Un confrère témoigne :

«Souhaitant remplacer un médecin propharmacien, je viens d'apprendre qu'il m'était impossible de le faire dans la mesure où je n'étais pas encore thésé. Est-ce exact ?»

L'exercice de la pro pharmacie est un droit strictement personnel et très restrictif, codifié à l’article L4211-3 du code de santé publique. Il s'agit pour le médecin libéral d'être autorisé par le préfet du département à délivrer aux personnes qu'il soigne les médicaments simples et composés dont la liste est établie officiellement. Cette autorisation est limitative à certaines communes. Ce droit personnel est incessible et intransmissible. D'un point de vue strictement légal, le remplaçant d'un propharmacien n'est pas autorisé à délivrer les médicaments comme le fait le propharmacien titulaire du cabinet.

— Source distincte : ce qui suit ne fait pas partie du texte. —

//! Registry access seam.
//!
//! Enumeration reads installation metadata from the Windows registry. The
//! [`Registry`] trait keeps that dependency behind a seam so scans can be
//! unit-tested with in-memory fakes; the production implementation shells
//! out to `reg.exe`, which also works from environments like Cygwin/MSYS
//! where no registry API bindings are available. A missing `reg.exe`
//! yields no values, never an error.

use std::process::Command;

use crate::probe::{run_with_timeout, TOOL_TIMEOUT};

/// Read-only view of registry keys used during enumeration.
pub trait Registry {
    /// The string value `name` under `key`, if present.
    fn value(&self, key: &str, name: &str) -> Option<String>;

    /// Immediate subkey names of `key` (last path component only).
    fn subkeys(&self, key: &str) -> Vec<String>;
}

/// Registry access via `reg.exe query`.
///
/// Values are looked up in the native view first, then under
/// `WOW6432Node` (32-bit installers on 64-bit Windows register there).
pub struct SystemRegistry;

impl Registry for SystemRegistry {
    fn value(&self, key: &str, name: &str) -> Option<String> {
        for key in views_of(key) {
            let mut command = Command::new("reg.exe");
            command.args(["query", key.as_str(), "/v", name]);
            if let Some(output) = run_with_timeout(command, TOOL_TIMEOUT) {
                if let Some(value) = parse_value_output(&output, name) {
                    return Some(value);
                }
            }
        }
        None
    }

    fn subkeys(&self, key: &str) -> Vec<String> {
        for key in views_of(key) {
            let mut command = Command::new("reg.exe");
            command.args(["query", key.as_str()]);
            if let Some(output) = run_with_timeout(command, TOOL_TIMEOUT) {
                let subkeys = parse_subkey_output(&output, &key);
                if !subkeys.is_empty() {
                    return subkeys;
                }
            }
        }
        Vec::new()
    }
}

/// The native key plus its `WOW6432Node` variant, in lookup order.
fn views_of(key: &str) -> Vec<String> {
    let mut views = vec![key.to_string()];
    if let Some(rest) = key.strip_prefix("HKLM\\SOFTWARE\\") {
        if !rest.starts_with("WOW6432Node\\") {
            views.push(format!("HKLM\\SOFTWARE\\WOW6432Node\\{}", rest));
        }
    }
    views
}

/// Extract `name`'s data from `reg query /v` output.
///
/// Value lines look like `    ProductDir    REG_SZ    C:\...`; the value
/// name itself may contain spaces, so the line is matched by prefix and
/// the type token located explicitly.
fn parse_value_output(output: &str, name: &str) -> Option<String> {
    for line in output.lines() {
        let line = line.trim();
        let Some(rest) = line.strip_prefix(name) else {
            continue;
        };
        let rest = rest.trim_start();
        let mut parts = rest.splitn(2, char::is_whitespace);
        let value_type = parts.next()?;
        if !value_type.starts_with("REG_") {
            continue;
        }
        let data = parts.next()?.trim();
        if !data.is_empty() {
            return Some(data.to_string());
        }
    }
    None
}

/// Extract subkey names from `reg query` output: lines that repeat the
/// queried key path with one more component.
fn parse_subkey_output(output: &str, key: &str) -> Vec<String> {
    let prefix = format!("{}\\", key.to_lowercase());
    output
        .lines()
        .map(str::trim)
        .filter(|line| line.to_lowercase().starts_with(&prefix))
        .filter_map(|line| line.rsplit('\\').next())
        .filter(|name| !name.is_empty())
        .map(str::to_string)
        .collect()
}
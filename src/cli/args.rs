//! CLI argument definitions.
//!
//! This module defines all CLI arguments using clap's derive macros.
//! The main entry point is the [`Cli`] struct.

use clap::Parser;
use clap_complete::Shell;

use crate::catalog::Arch;
use crate::output::OutputFormat;

/// msvcfind - Microsoft C/C++ toolchain discovery and environment selection.
#[derive(Debug, Parser)]
#[command(name = "msvcfind")]
#[command(author, version, about, long_about = None)]
pub struct Cli {
    /// List every toolchain generation this tool can discover
    #[arg(long, conflicts_with_all = ["installed", "arch"])]
    pub all: bool,

    /// List only toolchains installed and validated on this machine
    #[arg(long, conflicts_with = "arch")]
    pub installed: bool,

    /// Pin the target architecture (x86 or x64)
    #[arg(short, long, value_name = "ARCH")]
    pub arch: Option<Arch>,

    /// Output format: shell, make, or data (data requires --arch)
    #[arg(short, long, default_value = "shell", value_name = "FORMAT")]
    pub output: OutputFormat,

    /// Increase diagnostic verbosity (repeat up to 4 times)
    #[arg(short = 'd', long = "debug", action = clap::ArgAction::Count)]
    pub debug: u8,

    /// Require the assembler (ml.exe / ml64.exe) and emit MSVC_ML
    #[arg(long)]
    pub with_assembler: bool,

    /// Require the manifest tool (mt.exe)
    #[arg(long)]
    pub with_mt: bool,

    /// Disable colored output
    #[arg(long)]
    pub no_color: bool,

    /// Generate shell completions
    #[arg(long, value_name = "SHELL")]
    pub completions: Option<Shell>,

    /// Ranked preference tokens; falls back to MSVC_PREFERENCE, then to
    /// the built-in newest-to-oldest ordering
    #[arg(value_name = "PREFERENCE", env = "MSVC_PREFERENCE", value_delimiter = ';')]
    pub preference: Vec<String>,
}
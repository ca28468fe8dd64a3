//! Windows SDK scan.
//!
//! Standalone SDKs register under `Microsoft SDKs\Windows` with one
//! version-named subkey per install. Each is recorded when its
//! installation folder contains the SDK setup script. Versions missing
//! from the catalog are still recorded, with an "assumed compatible"
//! display name. The Windows Server 2003 SP1 SDK predates that registry
//! layout and is probed separately through its fixed GUID key.

use std::collections::BTreeMap;
use std::path::PathBuf;

use regex::Regex;

use crate::catalog::{self, GENERIC_SDK};
use crate::enumerate::registry::Registry;
use crate::enumerate::types::FoundInstallation;

const SDK_REGISTRY: &str = r"HKLM\SOFTWARE\Microsoft\Microsoft SDKs\Windows";
const LEGACY_SDK_REGISTRY: &str =
    r"HKLM\SOFTWARE\Microsoft\MicrosoftSDK\InstalledSDKs\{8F9E5EF3-A9A5-491B-A889-C58EFFECE8B3}";

/// Scan registered SDKs into `found`.
pub fn scan(registry: &dyn Registry, found: &mut BTreeMap<String, FoundInstallation>) {
    // Subkeys look like "v7.1"; anything else is not an SDK version.
    let version_key = Regex::new(r"^v(\d+\.\d+)$").unwrap();

    for subkey in registry.subkeys(SDK_REGISTRY) {
        let Some(captures) = version_key.captures(&subkey) else {
            continue;
        };
        let version = captures[1].to_string();

        let key = format!(r"{}\{}", SDK_REGISTRY, subkey);
        let Some(install_dir) = registry.value(&key, "InstallationFolder") else {
            tracing::debug!("SDK {}: no InstallationFolder", subkey);
            continue;
        };

        let setup_script = PathBuf::from(&install_dir).join("Bin").join("SetEnv.cmd");
        if !setup_script.is_file() {
            tracing::debug!("SDK {}: {:?} missing", subkey, setup_script);
            continue;
        }

        let product_version = registry
            .value(&key, "ProductVersion")
            .unwrap_or_else(|| version.clone());

        let package_key = format!("SDK{}", version);
        let (package, name) = match catalog::find(&package_key) {
            Some(package) => (package, package.name.to_string()),
            None => (
                &GENERIC_SDK,
                format!("Windows SDK {} (assumed compatible)", version),
            ),
        };

        tracing::debug!("{}: found {} at {:?}", package_key, name, setup_script);
        found.insert(
            package_key.clone(),
            FoundInstallation {
                key: package_key,
                package,
                setup_script,
                name,
                version: product_version,
                switch_overrides: Vec::new(),
            },
        );
    }

    scan_legacy_sdk(registry, found);
}

/// The Windows Server 2003 SP1 SDK: fixed GUID key, setup script directly
/// in the install root.
fn scan_legacy_sdk(registry: &dyn Registry, found: &mut BTreeMap<String, FoundInstallation>) {
    let Some(install_dir) = registry.value(LEGACY_SDK_REGISTRY, "Install Dir") else {
        return;
    };
    let setup_script = PathBuf::from(&install_dir).join("SetEnv.cmd");
    if !setup_script.is_file() {
        tracing::debug!("SDK5.2: {:?} missing", setup_script);
        return;
    }
    let Some(package) = catalog::find("SDK5.2") else {
        return;
    };

    tracing::debug!("SDK5.2: found at {:?}", setup_script);
    found.insert(
        "SDK5.2".to_string(),
        FoundInstallation {
            key: "SDK5.2".to_string(),
            package,
            setup_script,
            name: package.name.to_string(),
            version: "5.2".to_string(),
            switch_overrides: Vec::new(),
        },
    );
}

En pratique, pour des raisons évidentes de simplification, dès lors que le remplacement est légal et autorisé par la préfecture (comme tout autre remplacement ordinaire), le remplaçant assume également la délivrance des médicaments sous réserve qu'une autorisation provisoire de délivrer des médicaments ait été donnée par la préfecture au profit du remplaçant du titulaire du cabinet (sans nécessairement que cette autorisation soit nominative). Mais il ne s'agit que d'une tolérance. Certaines préfectures, appliquant la loi strictement, interdisent la propharmacie aux remplaçants non-thésés au motif qu'ils ne sont pas docteurs en médecine.